José Mendes de Oliveira

09 de agosto de 2026

 

A sociedade brasileira tornou-se uma coisa estafante. Há uma hiperinflação de sentimentos depressivos entre os achaques de uma extrema direita imoral, que se conecta ou traduz o fenômeno de uma bestialização mundial, e os contorcionismos de um progressismo, que não empolga, no que resta da esquerda acomodada ao establishment. A política de hoje, aguçando vícios e distorções que sempre existiram na dinâmica do poder, é algo vergonhoso, mas ninguém se enrubesce por tantos mal feitos. A trapaça, a corrupção e a desfaçatez aparecem em todos os cantos como algo muito normal ou como aspectos legítimos do jogo. A ética não importa mais, sequer para estudos acadêmicos, e o pragmatismo da conquista do poder em função do enriquecimento fácil, de indivíduos, de famílias e de quadrilhas, tornou-se preponderante. A política já não é mais – se é que um dia chegou a sê-lo – o caminho para a concretização de utopias, mas tornou-se certamente a alternativa mais efetiva para assegurar a impunidade e dar acoito a malfeitores por intermédio de vias institucionais. Essa realidade árida, que causa a desertificação dos espíritos, reitera o esquecimento do passado, a falta de sentido do presente e o prenúncio de um futuro distópico.

 

Tudo isso é obviamente, do meu ponto de vista, algo que transpira, não obstante as particularidades locais e regionais, a crise atual do sistema-mundo capitalista. Em diversos momentos da história ocidental, quando sujeitas aos perigos das transformações estruturais, as elites capitalistas reagiram com apelo ao absurdo e no extremo recorreram ao estratagema destrutivo dos regimes fascistas e dos conflitos bélicos. Considerando-se apenas o século XX, entre inúmeros conflitos de pequeno e médio porte, a história foi marcada pelas carnificinas de duas grandes guerras mundiais. Essa ameaça permanece como espada de Dâmocles sobre nossas cabeças, particularmente nesta era marcada pela ameaça das ogivas nucleares, que para muitos analistas da geopolítica, por ingenuidade ou maledicência, não representa nada mais que dissuasão no tabuleiro dos embates internacionais. Mas, além das ogivas que podem ser objetos de adoração de psicopatas destrutivos, parece-nos que a falta de esperança e a incapacidade de idealizar o futuro tenham um poder explosivo ainda mais assolador. O embotamento dos sentidos transformou muitos entre nós em mortos-vivos ou em criaturas que balbuciam e babam sob o poder de algoritmos e de questionáveis influenciadores digitais.

 

A apatia pode ser atribuída, por um lado, à subjugação da vida à lógica do mercado, ou como diria Habermas[1], da colonização do mundo da vida com a consequente instrumentalização dos espaços de convivência, cultura e interação comunicativa.

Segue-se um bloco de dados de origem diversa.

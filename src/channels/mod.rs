pub mod cli;
pub mod telegram;
pub mod traits;

pub use cli::CliChannel;
pub use telegram::TelegramChannel;
pub use traits::{Channel, ChannelMessage, InboundEvent};

use crate::agent::Agent;
use crate::config::Config;
use crate::response::{AttachmentKind, OutboundResponse};
use anyhow::{Context, Result};
use std::collections::HashMap;
use std::path::PathBuf;
use std::sync::Arc;
use std::time::{Duration, Instant};

/// Inbound bus capacity shared by all listeners.
const CHANNEL_BUS_CAPACITY: usize = 100;
const HEALTH_CHECK_TIMEOUT_SECS: u64 = 10;

struct ChannelRuntimeContext {
    agent: Arc<Agent>,
    channels_by_name: HashMap<String, Arc<dyn Channel>>,
}

impl ChannelRuntimeContext {
    fn new(agent: Arc<Agent>, channels: &[Arc<dyn Channel>]) -> Self {
        let channels_by_name = channels
            .iter()
            .map(|ch| (ch.name().to_string(), Arc::clone(ch)))
            .collect();
        Self {
            agent,
            channels_by_name,
        }
    }
}

fn spawn_supervised_listener(
    ch: Arc<dyn Channel>,
    tx: tokio::sync::mpsc::Sender<ChannelMessage>,
    initial_backoff_secs: u64,
    max_backoff_secs: u64,
) -> tokio::task::JoinHandle<()> {
    tokio::spawn(async move {
        let mut backoff = initial_backoff_secs.max(1);
        let max_backoff = max_backoff_secs.max(backoff);

        loop {
            let result = ch.listen(tx.clone()).await;

            if tx.is_closed() {
                break;
            }

            match result {
                Ok(()) => {
                    tracing::warn!("Channel {} exited unexpectedly; restarting", ch.name());
                    // Clean exit: the listener ran, so start the backoff over.
                    backoff = initial_backoff_secs.max(1);
                }
                Err(e) => {
                    tracing::error!("Channel {} error: {e:#}; restarting", ch.name());
                }
            }

            tokio::time::sleep(Duration::from_secs(backoff)).await;
            // Double after sleeping so the first failure waits the initial backoff.
            backoff = backoff.saturating_mul(2).min(max_backoff);
        }
    })
}

fn log_worker_join_result(result: Result<(), tokio::task::JoinError>) {
    if let Err(error) = result {
        tracing::error!("Channel message worker crashed: {error}");
    }
}

/// Put one shaped response on `channel` as a reply to `reply_to`.
pub async fn deliver(
    channel: &dyn Channel,
    recipient: &str,
    reply_to: Option<&str>,
    response: OutboundResponse,
) -> Result<()> {
    match response {
        OutboundResponse::InlineReply(text) => channel.send(&text, recipient, reply_to).await,
        OutboundResponse::Attachment(att) => {
            let caption = att.caption.as_deref();
            match att.kind {
                AttachmentKind::Photo => {
                    channel
                        .send_photo(recipient, att.bytes, &att.file_name, caption, reply_to)
                        .await
                }
                AttachmentKind::Document => {
                    channel
                        .send_document(recipient, att.bytes, &att.file_name, caption, reply_to)
                        .await
                }
            }
        }
    }
}

async fn process_channel_message(ctx: Arc<ChannelRuntimeContext>, msg: ChannelMessage) {
    let Some(channel) = ctx.channels_by_name.get(&msg.channel).cloned() else {
        tracing::error!("Message {} arrived on unknown channel {}", msg.id, msg.channel);
        return;
    };

    match &msg.event {
        InboundEvent::TextCommand { raw_text, .. } => {
            tracing::info!("[{}] from {}: {raw_text}", msg.channel, msg.sender());
        }
        InboundEvent::FileUpload { file_name, .. } => {
            tracing::info!("[{}] upload from {}: {file_name}", msg.channel, msg.sender());
        }
    }

    let started_at = Instant::now();
    let Some(response) = ctx.agent.handle_event(channel.as_ref(), &msg.event).await else {
        return;
    };

    match deliver(channel.as_ref(), msg.sender(), Some(&msg.id), response).await {
        Ok(()) => tracing::debug!(
            "Replied to {} on {} in {}ms",
            msg.id,
            channel.name(),
            started_at.elapsed().as_millis()
        ),
        Err(e) => tracing::error!("Failed to reply on {}: {e:#}", channel.name()),
    }
}

async fn run_message_dispatch_loop(
    mut rx: tokio::sync::mpsc::Receiver<ChannelMessage>,
    ctx: Arc<ChannelRuntimeContext>,
    max_in_flight_messages: usize,
) {
    let semaphore = Arc::new(tokio::sync::Semaphore::new(max_in_flight_messages.max(1)));
    let mut workers = tokio::task::JoinSet::new();

    while let Some(msg) = rx.recv().await {
        let permit = match Arc::clone(&semaphore).acquire_owned().await {
            Ok(permit) => permit,
            Err(_) => break,
        };

        let worker_ctx = Arc::clone(&ctx);
        workers.spawn(async move {
            let _permit = permit;
            process_channel_message(worker_ctx, msg).await;
        });

        while let Some(result) = workers.try_join_next() {
            log_worker_join_result(result);
        }
    }

    while let Some(result) = workers.join_next().await {
        log_worker_join_result(result);
    }
}

fn log_identity(agent: &Agent) {
    match agent.identity().hostname() {
        Ok(name) => tracing::info!("Agent identity: {name}"),
        Err(e) => tracing::error!("Agent identity unavailable, only broadcast commands will run: {e}"),
    }
}

/// Run the agent on Telegram until interrupted.
pub async fn start_telegram(config: Config) -> Result<()> {
    let token = config.require_bot_token()?.to_string();
    let telegram: Arc<dyn Channel> = Arc::new(TelegramChannel::new(
        token,
        config.telegram.allowed_users.clone(),
        &config.telegram.api_base,
    ));

    if !telegram.health_check().await {
        tracing::warn!("Telegram health check failed; listener will keep retrying");
    }

    let agent = Arc::new(Agent::from_config(&config.agent));
    log_identity(&agent);

    let channels = vec![telegram];
    let ctx = Arc::new(ChannelRuntimeContext::new(agent, &channels));
    let (tx, rx) = tokio::sync::mpsc::channel(CHANNEL_BUS_CAPACITY);

    let listeners: Vec<_> = channels
        .iter()
        .map(|ch| {
            spawn_supervised_listener(
                Arc::clone(ch),
                tx.clone(),
                config.reliability.channel_initial_backoff_secs,
                config.reliability.channel_max_backoff_secs,
            )
        })
        .collect();
    drop(tx);

    tracing::info!("Listening on {} channel(s)", channels.len());

    tokio::select! {
        () = run_message_dispatch_loop(rx, ctx, config.agent.max_in_flight) => {
            tracing::warn!("All channel listeners stopped");
        }
        signal = tokio::signal::ctrl_c() => {
            signal.context("failed to listen for shutdown signal")?;
            tracing::info!("Shutting down");
        }
    }

    for listener in listeners {
        listener.abort();
    }
    Ok(())
}

/// Run the agent against stdin/stdout until end of input.
///
/// Lines are handled one at a time so replies print in input order.
pub async fn start_console(config: Config, save_dir: PathBuf) -> Result<()> {
    let agent = Arc::new(Agent::from_config(&config.agent));
    log_identity(&agent);

    let console: Arc<dyn Channel> = Arc::new(CliChannel::new(save_dir));
    let ctx = Arc::new(ChannelRuntimeContext::new(agent, &[Arc::clone(&console)]));
    let (tx, rx) = tokio::sync::mpsc::channel(CHANNEL_BUS_CAPACITY);

    let listener = tokio::spawn(async move { console.listen(tx).await });
    run_message_dispatch_loop(rx, ctx, 1).await;

    listener.await.context("console listener panicked")?
}

/// Handle a single command text locally and print the result.
pub async fn exec_once(config: Config, text: &str, save_dir: PathBuf) -> Result<()> {
    let agent = Agent::from_config(&config.agent);
    let console = CliChannel::new(save_dir);

    match agent.handle_text(text).await {
        Some(response) => deliver(&console, cli::CONSOLE_SENDER, None, response).await,
        None => {
            println!("(no reply: not a command, or addressed to another agent)");
            Ok(())
        }
    }
}

#[derive(Debug, Clone, Copy, PartialEq, Eq)]
enum ChannelHealthState {
    Healthy,
    Unhealthy,
    Timeout,
}

fn classify_health_result(
    result: &std::result::Result<bool, tokio::time::error::Elapsed>,
) -> ChannelHealthState {
    match result {
        Ok(true) => ChannelHealthState::Healthy,
        Ok(false) => ChannelHealthState::Unhealthy,
        Err(_) => ChannelHealthState::Timeout,
    }
}

/// Print the effective configuration and check the transport.
pub async fn doctor(config: Config) -> Result<()> {
    println!("Fleet agent doctor ({})", crate::build_info());
    println!();

    match &config.config_path {
        Some(path) => println!("  config      {}", path.display()),
        None => println!("  config      defaults (no file)"),
    }

    let agent = Agent::from_config(&config.agent);
    match agent.identity().hostname() {
        Ok(name) => println!("  identity    {name}"),
        Err(e) => println!("  identity    unavailable: {e}"),
    }
    match agent.identity().local_address().await {
        Ok(addr) => println!("  address     {addr}"),
        Err(e) => println!("  address     unavailable: {e}"),
    }
    println!("  uploads     {}", config.agent.uploads_path().display());
    if config.telegram.allowed_users.iter().any(|u| u == "*") {
        println!("  senders     anyone (telegram.allowed_users contains \"*\")");
    } else {
        println!("  senders     {}", config.telegram.allowed_users.join(", "));
    }
    println!();

    let token = match config.require_bot_token() {
        Ok(token) => token.to_string(),
        Err(e) => {
            println!("  telegram    not configured: {e}");
            return Ok(());
        }
    };

    let telegram = TelegramChannel::new(
        token,
        config.telegram.allowed_users.clone(),
        &config.telegram.api_base,
    );
    let result = tokio::time::timeout(
        Duration::from_secs(HEALTH_CHECK_TIMEOUT_SECS),
        telegram.health_check(),
    )
    .await;

    match classify_health_result(&result) {
        ChannelHealthState::Healthy => println!("  telegram    healthy"),
        ChannelHealthState::Unhealthy => println!("  telegram    unhealthy (token/network)"),
        ChannelHealthState::Timeout => {
            println!("  telegram    timed out (>{HEALTH_CHECK_TIMEOUT_SECS}s)");
        }
    }
    Ok(())
}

E por outro, ao eficiente convencimento de um certo realismo capitalista, para recordarmos um conceito de Mark Fisher[2], que, mediante a invasão das consciências e do inconsciente, impôs a interdição do futuro por intermédio da crença de que a ordem do capital seria uma realidade fora de disputa ou uma realidade trans-histórica a ser aceita com resignação. Para sobreviver nesse mundo fantástico – ensinam os acólitos do neoliberalismo – basta que o sujeito se torne um empreendedor. No Brasil, o impacto dessa triste faceta da modernidade ocidental se ilustra na imagem de inúmeros youtubers que se julgam senhores da razão, ou na hilária ilusão dos entregadores de refeições rápidas, que se pretendem livres das relações de trabalho e patrões de si mesmos. Todos participam do caótico universo dos que demonizam o Estado e as ações coletivas, porque foram convencidos de que a salvação se encontra no individualismo mais profundo e mais grotesco. E quanto mais o sistema-mundo capitalista agoniza, mais investimentos realiza nessas ficções do neoliberalismo e do rentismo.

 

A crise de valores, as inversões malucas e a perda das referências encontram na atualidade espaço favorável à reprodução no mundo virtual. No caso brasileiro, além do Google ter se tornado um oráculo, ocorrências absurdas e constrangedoras chamam a atenção. Embora não tenhamos a contundência dos números, não é leviano admitir que, talvez, tenhamos mais médicos oferecendo aconselhamentos e orientações no Youtube do que nas clínicas e hospitais, juristas opinando sobre processos que deveriam estar sob os cuidados exclusivos das instituições judiciárias, economistas atuando como bruxos na indicação dos caminhos para o sucesso nos investimentos, bem como professores universitários que comercializam cursos online ou travestem-se de jornalistas em canais independentes politicamente orientados para todos os gostos: para extremistas de direita, para os equilibristas moderados de centro ou para espíritos abertos ao progressismo.  Em verdade, todos desejam ardentemente a figuração e, principalmente, a monetização. Tudo está muito confuso e quanto menos as pessoas buscam um conceito de certeza ou verdade com base na razão ou na ciência, mais abraçam opiniões ou, de acordo com o conceito em voga, buscam o esteio de narrativas de forma acrítica e em geral dogmática. As construções ideativas, na maioria das vezes, beiram as raias da alucinação ou dos transtornos psicóticos.

 

O contexto atual pode ser definido, tomando-se de empréstimo a ideia de José Saramago[3], como um momento de uma cegueira contagiosa, que se espalha rápido como uma epidemia e provoca o caos, a perda de sentido e a desorientação. Tudo isso é produto e, ao mesmo tempo, uma ocorrência funcional de um sistema econômico, político e social que se contorce com os impactos de suas próprias contradições. O momento é, em verdade, de crise e perda de referências, mas também de um certo saudosismo. É neste momento de vacas magras e muita gente desmiolada atuando nos cantinhos e cantões das sociedades capitalistas ocidentais, que nos vem a saudade do passado. Nesses momentos, até rótulo de produtos antigos, ou um velho comercial de televisão, se torna motivo para ternas lembranças. Exageros do espírito, que, certamente, busca válvulas de escape e superestima o passado enternecendo-se com banalidades. Porém, há lembranças mais substantivas, como aquela de professores que não eram estrelas no Youtube, mas foram referências como educadores e marcos de inspiração, como a poesia de canções que realmente faziam sentido ou como as matérias de jornalistas cujos textos eram apreciados por maestria e confiabilidade. Há sim a sensação de que muitas coisas boas se perderam no caminho que nos trouxeram ao presente.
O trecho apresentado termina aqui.